▶ _Work task_
Give back every line of the material below that has the string "RefKind".

▶ _Source information_
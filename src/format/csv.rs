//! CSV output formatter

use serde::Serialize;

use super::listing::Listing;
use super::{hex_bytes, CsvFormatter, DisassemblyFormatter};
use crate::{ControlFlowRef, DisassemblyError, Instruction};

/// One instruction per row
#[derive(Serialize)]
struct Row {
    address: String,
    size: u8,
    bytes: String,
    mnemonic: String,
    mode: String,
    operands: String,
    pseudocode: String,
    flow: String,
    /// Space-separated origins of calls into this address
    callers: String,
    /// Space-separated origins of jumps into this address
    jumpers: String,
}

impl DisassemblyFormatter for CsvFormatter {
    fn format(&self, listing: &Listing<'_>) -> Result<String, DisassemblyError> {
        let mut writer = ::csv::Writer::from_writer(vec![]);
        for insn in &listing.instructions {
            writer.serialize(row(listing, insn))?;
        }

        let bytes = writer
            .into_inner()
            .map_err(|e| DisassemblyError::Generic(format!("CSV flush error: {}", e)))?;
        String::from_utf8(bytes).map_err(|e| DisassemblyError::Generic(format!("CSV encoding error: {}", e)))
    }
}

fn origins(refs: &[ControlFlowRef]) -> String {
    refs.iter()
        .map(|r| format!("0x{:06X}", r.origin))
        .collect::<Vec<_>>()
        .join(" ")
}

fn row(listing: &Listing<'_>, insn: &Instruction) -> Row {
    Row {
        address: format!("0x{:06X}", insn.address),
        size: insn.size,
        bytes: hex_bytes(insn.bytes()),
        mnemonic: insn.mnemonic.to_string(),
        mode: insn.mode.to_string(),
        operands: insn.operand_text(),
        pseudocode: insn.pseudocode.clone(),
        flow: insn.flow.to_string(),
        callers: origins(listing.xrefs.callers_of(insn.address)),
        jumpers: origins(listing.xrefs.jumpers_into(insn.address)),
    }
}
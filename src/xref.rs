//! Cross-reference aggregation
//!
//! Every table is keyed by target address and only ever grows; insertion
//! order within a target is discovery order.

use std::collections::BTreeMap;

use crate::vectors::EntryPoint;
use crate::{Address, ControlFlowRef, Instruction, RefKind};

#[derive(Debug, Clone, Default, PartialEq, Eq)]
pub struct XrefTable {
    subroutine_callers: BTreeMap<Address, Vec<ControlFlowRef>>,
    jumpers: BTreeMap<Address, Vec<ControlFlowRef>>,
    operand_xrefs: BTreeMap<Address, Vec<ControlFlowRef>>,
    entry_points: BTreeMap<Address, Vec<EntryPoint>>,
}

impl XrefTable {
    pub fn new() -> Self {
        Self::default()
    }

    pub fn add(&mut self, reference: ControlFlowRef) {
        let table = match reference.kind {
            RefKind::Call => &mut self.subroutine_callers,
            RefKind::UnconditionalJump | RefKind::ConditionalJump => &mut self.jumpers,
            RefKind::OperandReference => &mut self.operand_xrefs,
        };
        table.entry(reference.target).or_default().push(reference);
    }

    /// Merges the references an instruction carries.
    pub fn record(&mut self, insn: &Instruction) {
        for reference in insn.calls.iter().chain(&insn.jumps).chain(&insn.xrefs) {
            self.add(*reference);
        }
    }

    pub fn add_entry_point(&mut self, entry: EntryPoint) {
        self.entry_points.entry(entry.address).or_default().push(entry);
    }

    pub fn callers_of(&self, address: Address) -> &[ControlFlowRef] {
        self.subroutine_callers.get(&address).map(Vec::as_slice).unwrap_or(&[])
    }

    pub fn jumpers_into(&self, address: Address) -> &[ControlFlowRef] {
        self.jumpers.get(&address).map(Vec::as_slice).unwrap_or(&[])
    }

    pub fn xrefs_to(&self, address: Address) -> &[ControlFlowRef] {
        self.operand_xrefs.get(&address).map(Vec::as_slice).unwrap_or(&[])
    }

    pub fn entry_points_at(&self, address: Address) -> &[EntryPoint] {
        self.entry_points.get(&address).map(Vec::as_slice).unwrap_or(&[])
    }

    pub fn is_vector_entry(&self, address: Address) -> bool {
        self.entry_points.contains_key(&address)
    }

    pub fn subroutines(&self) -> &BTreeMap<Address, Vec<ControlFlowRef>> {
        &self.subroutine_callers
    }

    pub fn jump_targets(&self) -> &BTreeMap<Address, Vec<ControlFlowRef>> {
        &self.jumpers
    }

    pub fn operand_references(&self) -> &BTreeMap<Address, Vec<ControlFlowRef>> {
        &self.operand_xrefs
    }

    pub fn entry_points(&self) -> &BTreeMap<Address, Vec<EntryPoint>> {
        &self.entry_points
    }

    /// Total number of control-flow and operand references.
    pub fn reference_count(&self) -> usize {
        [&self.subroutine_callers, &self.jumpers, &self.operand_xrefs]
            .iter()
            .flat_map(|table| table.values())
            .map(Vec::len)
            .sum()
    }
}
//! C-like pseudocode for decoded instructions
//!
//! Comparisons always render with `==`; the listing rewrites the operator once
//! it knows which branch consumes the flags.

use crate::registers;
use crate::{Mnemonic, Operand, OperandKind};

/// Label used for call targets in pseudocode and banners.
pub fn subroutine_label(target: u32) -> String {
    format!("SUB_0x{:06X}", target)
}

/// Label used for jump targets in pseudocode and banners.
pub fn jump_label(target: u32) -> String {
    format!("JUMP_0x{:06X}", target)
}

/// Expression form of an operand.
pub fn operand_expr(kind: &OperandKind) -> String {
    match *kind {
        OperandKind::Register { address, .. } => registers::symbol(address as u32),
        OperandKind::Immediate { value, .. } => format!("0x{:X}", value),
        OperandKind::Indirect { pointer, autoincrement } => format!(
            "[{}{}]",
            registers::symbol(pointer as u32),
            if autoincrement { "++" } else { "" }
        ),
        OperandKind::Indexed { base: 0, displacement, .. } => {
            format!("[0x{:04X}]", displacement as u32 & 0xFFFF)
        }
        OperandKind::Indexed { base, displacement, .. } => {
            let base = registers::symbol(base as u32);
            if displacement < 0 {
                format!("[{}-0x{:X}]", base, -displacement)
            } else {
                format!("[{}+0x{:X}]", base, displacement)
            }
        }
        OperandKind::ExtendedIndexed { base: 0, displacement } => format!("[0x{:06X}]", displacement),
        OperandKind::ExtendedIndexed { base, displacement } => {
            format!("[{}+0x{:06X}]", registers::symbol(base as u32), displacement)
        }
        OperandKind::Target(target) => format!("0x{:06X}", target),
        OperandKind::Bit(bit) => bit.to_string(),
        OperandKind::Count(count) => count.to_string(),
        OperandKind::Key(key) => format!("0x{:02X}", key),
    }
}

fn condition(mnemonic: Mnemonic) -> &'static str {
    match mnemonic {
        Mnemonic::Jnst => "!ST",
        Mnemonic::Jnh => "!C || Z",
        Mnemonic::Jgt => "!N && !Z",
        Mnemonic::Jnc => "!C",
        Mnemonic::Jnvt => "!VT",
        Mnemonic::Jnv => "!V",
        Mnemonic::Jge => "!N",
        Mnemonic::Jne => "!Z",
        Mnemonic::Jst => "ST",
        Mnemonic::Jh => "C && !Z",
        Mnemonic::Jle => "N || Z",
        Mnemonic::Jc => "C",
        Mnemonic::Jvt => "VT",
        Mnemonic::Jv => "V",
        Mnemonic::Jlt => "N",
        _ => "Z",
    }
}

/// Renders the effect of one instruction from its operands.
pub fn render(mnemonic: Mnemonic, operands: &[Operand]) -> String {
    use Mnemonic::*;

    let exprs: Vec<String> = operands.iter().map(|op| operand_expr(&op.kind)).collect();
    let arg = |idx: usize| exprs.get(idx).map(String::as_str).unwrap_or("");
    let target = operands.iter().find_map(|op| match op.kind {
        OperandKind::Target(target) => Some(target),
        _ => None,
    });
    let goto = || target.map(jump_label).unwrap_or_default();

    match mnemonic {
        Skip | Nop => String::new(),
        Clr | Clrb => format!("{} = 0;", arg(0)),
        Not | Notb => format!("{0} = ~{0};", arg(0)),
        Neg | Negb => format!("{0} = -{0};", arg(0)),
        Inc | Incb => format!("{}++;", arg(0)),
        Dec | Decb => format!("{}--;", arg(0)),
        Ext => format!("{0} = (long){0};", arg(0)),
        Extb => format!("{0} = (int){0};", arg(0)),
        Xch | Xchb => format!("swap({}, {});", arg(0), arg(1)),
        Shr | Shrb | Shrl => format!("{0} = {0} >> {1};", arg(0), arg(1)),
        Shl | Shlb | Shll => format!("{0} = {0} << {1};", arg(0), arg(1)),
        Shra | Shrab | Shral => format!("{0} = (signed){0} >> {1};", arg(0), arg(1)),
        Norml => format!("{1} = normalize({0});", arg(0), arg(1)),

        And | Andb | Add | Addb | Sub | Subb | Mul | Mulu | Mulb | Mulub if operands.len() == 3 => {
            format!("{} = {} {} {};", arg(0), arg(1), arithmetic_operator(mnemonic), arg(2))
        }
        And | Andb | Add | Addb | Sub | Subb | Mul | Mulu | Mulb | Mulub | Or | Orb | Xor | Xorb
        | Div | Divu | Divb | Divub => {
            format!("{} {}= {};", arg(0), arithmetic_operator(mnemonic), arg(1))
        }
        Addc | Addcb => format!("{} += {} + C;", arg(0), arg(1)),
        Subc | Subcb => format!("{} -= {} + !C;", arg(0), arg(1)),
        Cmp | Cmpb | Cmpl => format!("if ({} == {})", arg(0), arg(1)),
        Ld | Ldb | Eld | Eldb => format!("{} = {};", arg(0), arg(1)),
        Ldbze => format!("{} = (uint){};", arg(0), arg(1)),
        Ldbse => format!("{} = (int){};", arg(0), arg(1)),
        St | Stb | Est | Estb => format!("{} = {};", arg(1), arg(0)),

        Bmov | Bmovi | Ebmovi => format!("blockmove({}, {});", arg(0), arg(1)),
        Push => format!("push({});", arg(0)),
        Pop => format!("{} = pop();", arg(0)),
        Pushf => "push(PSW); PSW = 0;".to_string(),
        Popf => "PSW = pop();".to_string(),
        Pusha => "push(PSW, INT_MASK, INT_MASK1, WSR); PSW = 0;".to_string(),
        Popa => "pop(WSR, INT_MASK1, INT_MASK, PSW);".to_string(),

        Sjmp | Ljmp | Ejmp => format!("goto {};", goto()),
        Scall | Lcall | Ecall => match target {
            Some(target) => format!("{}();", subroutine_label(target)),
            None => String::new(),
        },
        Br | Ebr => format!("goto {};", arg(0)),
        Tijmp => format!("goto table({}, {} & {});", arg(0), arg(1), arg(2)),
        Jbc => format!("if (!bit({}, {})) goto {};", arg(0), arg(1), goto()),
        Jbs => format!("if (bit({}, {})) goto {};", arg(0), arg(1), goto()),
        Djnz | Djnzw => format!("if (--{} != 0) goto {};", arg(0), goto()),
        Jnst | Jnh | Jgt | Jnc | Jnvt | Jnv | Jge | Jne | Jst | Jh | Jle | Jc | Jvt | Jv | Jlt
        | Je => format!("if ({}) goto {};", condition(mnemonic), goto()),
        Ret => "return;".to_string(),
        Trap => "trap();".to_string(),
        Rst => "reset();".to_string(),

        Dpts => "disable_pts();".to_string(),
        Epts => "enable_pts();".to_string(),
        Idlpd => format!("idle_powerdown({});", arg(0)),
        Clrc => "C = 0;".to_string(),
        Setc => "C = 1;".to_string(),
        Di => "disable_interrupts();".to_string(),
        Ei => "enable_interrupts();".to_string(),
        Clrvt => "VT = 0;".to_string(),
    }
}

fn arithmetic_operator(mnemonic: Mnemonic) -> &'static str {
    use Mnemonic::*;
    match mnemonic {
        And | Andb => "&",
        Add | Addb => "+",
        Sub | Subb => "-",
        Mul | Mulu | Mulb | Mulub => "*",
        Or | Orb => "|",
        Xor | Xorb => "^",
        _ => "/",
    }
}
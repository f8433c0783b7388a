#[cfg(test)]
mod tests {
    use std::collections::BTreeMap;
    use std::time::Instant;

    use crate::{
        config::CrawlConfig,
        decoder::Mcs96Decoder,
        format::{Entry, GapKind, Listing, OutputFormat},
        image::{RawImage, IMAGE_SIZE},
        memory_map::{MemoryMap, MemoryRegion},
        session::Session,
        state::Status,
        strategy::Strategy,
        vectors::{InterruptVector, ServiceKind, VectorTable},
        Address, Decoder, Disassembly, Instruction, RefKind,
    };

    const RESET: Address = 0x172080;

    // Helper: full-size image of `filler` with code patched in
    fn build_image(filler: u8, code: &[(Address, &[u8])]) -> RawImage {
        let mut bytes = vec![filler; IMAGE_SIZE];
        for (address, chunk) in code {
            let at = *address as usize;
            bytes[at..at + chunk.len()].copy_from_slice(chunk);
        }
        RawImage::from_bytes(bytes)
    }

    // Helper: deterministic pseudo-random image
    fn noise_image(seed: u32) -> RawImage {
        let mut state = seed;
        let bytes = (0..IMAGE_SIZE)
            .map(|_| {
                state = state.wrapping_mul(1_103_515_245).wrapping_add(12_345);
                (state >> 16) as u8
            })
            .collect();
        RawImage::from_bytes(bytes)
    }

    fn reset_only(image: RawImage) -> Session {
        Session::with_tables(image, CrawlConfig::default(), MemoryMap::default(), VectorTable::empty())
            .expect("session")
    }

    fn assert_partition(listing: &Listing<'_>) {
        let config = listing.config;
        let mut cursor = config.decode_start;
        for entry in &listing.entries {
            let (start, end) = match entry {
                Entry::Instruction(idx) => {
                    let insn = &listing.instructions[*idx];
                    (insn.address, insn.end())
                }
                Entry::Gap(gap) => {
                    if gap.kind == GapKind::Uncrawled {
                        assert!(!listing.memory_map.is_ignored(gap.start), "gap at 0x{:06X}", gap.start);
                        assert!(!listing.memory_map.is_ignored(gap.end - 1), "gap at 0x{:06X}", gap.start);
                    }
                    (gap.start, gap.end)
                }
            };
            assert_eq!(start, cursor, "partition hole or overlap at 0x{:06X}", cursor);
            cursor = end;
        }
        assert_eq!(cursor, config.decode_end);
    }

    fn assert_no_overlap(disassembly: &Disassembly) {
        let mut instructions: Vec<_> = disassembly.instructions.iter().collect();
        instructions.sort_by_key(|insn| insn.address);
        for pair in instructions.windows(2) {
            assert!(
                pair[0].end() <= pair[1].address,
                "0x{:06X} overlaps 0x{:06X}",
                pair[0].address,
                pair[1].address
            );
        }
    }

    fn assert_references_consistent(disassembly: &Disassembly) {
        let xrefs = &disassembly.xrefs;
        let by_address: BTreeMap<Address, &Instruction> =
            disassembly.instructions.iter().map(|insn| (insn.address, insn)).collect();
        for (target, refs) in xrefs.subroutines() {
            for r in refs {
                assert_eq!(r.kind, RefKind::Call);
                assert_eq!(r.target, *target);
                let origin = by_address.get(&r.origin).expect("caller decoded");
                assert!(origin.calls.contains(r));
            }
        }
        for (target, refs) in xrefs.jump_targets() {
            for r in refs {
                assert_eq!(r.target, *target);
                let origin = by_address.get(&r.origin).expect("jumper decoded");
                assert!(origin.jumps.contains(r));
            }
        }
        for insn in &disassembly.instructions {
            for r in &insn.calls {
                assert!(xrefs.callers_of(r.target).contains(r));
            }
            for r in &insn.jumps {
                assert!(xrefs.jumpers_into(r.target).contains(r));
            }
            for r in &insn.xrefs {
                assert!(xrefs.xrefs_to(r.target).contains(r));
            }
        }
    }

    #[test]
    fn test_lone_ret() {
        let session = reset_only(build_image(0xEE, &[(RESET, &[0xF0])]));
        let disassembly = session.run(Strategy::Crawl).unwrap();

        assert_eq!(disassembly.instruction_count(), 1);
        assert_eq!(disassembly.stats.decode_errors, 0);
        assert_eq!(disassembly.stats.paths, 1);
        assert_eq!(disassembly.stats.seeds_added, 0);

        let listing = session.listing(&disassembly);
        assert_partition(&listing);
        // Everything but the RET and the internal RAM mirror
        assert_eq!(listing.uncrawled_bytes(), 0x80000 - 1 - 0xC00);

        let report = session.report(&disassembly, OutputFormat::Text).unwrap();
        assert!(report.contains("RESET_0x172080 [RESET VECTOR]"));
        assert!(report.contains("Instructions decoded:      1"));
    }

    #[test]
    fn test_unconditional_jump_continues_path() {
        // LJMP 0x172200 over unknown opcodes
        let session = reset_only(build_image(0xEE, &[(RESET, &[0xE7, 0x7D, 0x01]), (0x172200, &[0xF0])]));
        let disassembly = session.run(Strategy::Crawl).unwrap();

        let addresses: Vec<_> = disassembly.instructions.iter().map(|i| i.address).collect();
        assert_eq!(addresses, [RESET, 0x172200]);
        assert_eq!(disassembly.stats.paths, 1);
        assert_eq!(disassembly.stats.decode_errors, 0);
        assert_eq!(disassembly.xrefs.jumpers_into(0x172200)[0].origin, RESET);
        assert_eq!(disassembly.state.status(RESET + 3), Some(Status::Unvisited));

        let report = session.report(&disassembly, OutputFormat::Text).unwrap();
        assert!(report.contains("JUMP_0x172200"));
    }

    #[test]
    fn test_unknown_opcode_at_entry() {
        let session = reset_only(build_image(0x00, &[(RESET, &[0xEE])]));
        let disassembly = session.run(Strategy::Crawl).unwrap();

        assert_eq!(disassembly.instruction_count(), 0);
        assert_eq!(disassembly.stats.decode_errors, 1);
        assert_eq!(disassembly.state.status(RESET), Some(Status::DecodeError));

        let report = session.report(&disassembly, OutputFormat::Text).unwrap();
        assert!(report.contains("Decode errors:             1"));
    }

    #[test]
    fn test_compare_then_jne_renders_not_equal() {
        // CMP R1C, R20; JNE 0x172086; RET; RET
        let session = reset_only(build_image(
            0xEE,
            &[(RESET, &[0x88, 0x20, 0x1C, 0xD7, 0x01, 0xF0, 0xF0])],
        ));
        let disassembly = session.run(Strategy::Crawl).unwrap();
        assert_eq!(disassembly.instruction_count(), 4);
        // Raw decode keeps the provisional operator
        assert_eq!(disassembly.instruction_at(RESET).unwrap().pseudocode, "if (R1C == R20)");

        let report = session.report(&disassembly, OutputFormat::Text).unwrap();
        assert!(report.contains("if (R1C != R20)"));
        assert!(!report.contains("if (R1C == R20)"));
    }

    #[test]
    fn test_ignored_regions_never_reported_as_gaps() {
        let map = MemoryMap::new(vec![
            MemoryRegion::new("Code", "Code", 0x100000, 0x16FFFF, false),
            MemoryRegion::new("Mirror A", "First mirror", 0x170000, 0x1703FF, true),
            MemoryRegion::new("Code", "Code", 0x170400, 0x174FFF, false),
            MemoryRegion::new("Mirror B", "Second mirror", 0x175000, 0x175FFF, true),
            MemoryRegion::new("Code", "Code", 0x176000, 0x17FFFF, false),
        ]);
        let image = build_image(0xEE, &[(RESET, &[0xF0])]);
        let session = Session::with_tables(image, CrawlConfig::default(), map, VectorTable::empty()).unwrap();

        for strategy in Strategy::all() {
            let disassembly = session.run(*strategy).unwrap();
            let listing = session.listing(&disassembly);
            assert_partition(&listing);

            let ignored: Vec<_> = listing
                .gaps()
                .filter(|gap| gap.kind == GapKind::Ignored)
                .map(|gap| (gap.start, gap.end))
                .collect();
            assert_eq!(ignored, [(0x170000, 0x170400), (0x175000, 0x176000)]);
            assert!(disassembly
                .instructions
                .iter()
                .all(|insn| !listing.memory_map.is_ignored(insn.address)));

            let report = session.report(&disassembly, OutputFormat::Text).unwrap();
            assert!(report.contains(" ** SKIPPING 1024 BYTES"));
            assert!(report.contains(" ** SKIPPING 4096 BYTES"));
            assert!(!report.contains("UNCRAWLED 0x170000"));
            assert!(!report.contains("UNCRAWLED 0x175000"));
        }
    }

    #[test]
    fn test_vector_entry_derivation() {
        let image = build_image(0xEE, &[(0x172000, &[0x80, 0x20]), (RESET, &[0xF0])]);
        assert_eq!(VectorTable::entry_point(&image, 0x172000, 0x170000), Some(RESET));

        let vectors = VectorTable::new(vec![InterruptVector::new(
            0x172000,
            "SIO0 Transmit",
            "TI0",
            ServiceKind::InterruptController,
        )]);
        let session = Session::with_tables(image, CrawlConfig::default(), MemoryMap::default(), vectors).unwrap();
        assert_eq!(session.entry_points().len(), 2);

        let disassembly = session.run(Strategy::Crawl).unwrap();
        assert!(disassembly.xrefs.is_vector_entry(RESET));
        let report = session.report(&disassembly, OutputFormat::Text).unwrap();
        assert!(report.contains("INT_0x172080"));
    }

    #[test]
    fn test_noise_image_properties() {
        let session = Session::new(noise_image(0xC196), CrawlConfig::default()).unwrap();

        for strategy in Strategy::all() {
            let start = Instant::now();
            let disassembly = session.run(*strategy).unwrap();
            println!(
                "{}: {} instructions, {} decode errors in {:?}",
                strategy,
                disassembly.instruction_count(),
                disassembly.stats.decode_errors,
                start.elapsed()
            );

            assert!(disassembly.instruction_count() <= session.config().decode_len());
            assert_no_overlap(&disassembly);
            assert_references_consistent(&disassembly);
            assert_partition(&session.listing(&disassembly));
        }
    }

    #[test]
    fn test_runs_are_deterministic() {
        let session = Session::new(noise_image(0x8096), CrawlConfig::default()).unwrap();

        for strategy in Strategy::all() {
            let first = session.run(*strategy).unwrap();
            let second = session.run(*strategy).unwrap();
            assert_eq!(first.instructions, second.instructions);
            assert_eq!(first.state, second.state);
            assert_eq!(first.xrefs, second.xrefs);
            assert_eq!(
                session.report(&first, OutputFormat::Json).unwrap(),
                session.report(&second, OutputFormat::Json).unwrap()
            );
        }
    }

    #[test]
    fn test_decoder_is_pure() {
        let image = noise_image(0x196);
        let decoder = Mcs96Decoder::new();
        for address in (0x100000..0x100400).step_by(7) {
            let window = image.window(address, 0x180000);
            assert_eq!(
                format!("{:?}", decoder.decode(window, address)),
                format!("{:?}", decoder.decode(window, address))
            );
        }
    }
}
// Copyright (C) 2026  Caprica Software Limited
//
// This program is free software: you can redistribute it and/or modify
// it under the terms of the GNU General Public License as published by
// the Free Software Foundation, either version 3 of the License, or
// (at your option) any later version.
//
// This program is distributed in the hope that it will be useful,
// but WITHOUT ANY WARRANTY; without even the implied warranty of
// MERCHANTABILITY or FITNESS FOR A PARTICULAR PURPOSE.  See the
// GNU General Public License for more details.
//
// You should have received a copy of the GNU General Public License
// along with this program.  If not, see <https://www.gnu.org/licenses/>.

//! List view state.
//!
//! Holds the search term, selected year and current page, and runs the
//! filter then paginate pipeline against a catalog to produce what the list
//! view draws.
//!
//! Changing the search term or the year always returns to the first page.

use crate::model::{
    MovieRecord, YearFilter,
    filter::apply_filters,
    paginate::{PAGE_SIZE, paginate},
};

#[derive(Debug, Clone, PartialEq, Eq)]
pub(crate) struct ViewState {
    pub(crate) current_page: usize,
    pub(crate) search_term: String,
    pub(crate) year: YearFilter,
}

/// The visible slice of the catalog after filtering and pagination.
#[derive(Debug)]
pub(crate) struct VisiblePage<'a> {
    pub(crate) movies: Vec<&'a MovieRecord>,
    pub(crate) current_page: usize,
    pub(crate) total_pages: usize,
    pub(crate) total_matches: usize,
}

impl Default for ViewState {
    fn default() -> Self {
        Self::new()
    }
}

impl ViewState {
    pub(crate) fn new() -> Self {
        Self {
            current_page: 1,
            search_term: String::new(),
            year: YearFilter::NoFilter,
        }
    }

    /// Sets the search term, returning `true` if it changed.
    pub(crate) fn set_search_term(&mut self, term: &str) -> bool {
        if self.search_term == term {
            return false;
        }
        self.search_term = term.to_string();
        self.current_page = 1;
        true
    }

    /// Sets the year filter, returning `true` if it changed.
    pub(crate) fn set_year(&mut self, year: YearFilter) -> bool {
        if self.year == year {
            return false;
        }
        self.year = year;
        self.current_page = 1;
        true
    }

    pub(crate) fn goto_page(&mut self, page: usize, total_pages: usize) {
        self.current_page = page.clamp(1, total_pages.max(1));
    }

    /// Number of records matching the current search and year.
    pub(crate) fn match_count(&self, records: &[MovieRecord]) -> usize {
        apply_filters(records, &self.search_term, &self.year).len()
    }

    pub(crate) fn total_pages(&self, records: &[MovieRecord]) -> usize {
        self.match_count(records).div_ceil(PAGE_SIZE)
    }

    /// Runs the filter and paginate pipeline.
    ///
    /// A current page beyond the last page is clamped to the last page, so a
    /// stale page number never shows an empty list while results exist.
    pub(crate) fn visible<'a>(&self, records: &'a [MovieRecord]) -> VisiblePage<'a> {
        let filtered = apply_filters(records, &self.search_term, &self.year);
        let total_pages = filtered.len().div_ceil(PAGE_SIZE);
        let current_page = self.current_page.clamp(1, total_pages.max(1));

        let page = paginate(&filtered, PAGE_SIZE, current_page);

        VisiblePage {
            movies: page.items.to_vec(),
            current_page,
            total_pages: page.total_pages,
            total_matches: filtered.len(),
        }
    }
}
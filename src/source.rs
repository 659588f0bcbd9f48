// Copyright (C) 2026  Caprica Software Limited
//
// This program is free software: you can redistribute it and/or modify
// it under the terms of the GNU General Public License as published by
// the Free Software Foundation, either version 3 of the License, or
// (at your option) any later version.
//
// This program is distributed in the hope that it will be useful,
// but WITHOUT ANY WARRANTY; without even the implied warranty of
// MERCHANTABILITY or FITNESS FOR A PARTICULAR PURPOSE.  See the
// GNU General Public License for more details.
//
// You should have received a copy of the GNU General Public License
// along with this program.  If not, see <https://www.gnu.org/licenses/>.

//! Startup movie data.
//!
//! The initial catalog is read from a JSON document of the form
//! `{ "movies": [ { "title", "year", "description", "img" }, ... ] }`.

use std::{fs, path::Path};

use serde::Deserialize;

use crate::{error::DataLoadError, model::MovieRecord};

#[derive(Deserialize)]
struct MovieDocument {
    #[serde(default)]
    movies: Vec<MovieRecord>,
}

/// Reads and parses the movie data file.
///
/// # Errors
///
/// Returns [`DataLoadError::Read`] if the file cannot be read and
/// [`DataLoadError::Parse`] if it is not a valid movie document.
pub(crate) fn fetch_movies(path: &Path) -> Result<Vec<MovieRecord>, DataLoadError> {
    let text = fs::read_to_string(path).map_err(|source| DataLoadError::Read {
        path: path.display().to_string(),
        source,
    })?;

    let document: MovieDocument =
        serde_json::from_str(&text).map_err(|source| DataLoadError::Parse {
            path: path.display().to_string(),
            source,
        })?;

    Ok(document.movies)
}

▶ _Answer area_
use crate::{Address, ControlFlowRef, Instruction, RefKind};
            RefKind::Call => &mut self.subroutine_callers,
            RefKind::UnconditionalJump | RefKind::ConditionalJump => &mut self.jumpers,
            RefKind::OperandReference => &mut self.operand_xrefs,
        Address, Decoder, Disassembly, Instruction, RefKind,
                assert_eq!(r.kind, RefKind::Call);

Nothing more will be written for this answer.